No one really worries about the arrival of our Robot Overlords, not seriously, not in real life. What worries 21st C first-world residents is the arrival of our Robot Colleagues, the self-checkout machines, the automations that will turn the working class into the unemployed class. Hooker’s story plays on that fear, giving us a world of bots “a quarter of which, which by law, had to represent a real person receiving a real paycheck” — but even those real people aren’t necessarily doing the work themselves, most of them just rent another bot to do the work for them. Short, but sweet, this was an excellent story.
For anyone woman who has lived through parenting a newborn with an unsupportive partner, or seen a friend live through the same: This will be a hard story to read. Bree’s baby Pippa is 9 weeks old, and her entire world has changed, except for perhaps the one thing that should — she is still expected to be the smart, funny, put-together, beautiful wife who gets supper on the table every day. She’s become a mother — but Max certainly hasn’t yet become a father! (The fact that Max was Bree’s professor when they first started going out certainly doesn’t make him any more sympathetic!) In a sense, this is a horror story, one that I read the whole time hoping that Bree would find a way to get out, to escape, to get Max out of her life. I’m not sure if that’s the angle George was going for, but if it was, she nailed it. This was a deeply unsettling, vaguely disturbing story.

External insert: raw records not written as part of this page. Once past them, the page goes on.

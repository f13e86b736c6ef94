//! Token file credential source.
//!
//! The file is re-read before every handshake and request, so an external
//! process can rotate the token in place.

use std::path::{Path, PathBuf};

use secrecy::SecretString;

use parley_core::credential::CredentialSource;

pub struct FileCredentialSource {
    path: PathBuf,
}

impl FileCredentialSource {
    pub fn new(path: impl Into<PathBuf>) -> Self {
        Self { path: path.into() }
    }

    pub fn path(&self) -> &Path {
        &self.path
    }
}

impl CredentialSource for FileCredentialSource {
    fn name(&self) -> &str {
        "file"
    }

    async fn credential(&self) -> Option<SecretString> {
        match tokio::fs::read_to_string(&self.path).await {
            Ok(content) => {
                let token = content.trim();
                if token.is_empty() {
                    None
                } else {
                    Some(SecretString::from(token.to_string()))
                }
            }
            Err(err) if err.kind() == std::io::ErrorKind::NotFound => {
                tracing::debug!("No token file at {}", self.path.display());
                None
            }
            Err(err) => {
                tracing::warn!("Failed to read token file {}: {err}", self.path.display());
                None
            }
        }
    }
}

Everything in this story felt shadowy and inaccessible; there was a feeling of weighty significance, but never any indication of what these things were significant of, and I came away feeling like I never quite understood what was going on.
In “The Acheulean Gift,” some children have been genetically modified with DNA from pre-“Home Sapiens” humans, hoping that this will reduce some of humanity’s most descriptive tendencies. The program didn’t work as expected,
I found the “Acheulean genetics” program described in the story rather implausible, in more than one way. It’s hard to suspend your disbelief for this one, though if you are able to, then it is a pretty good story. The writing is competent, the characters were well-crafted, and I particularly appreciated the little touches the author put on the brother-sister relationship (like their playful rivalry in the ax throwing exercises).
Overall, there’s a lot to like about “The Acheulan Gift,” even though I personally could not get past the premise.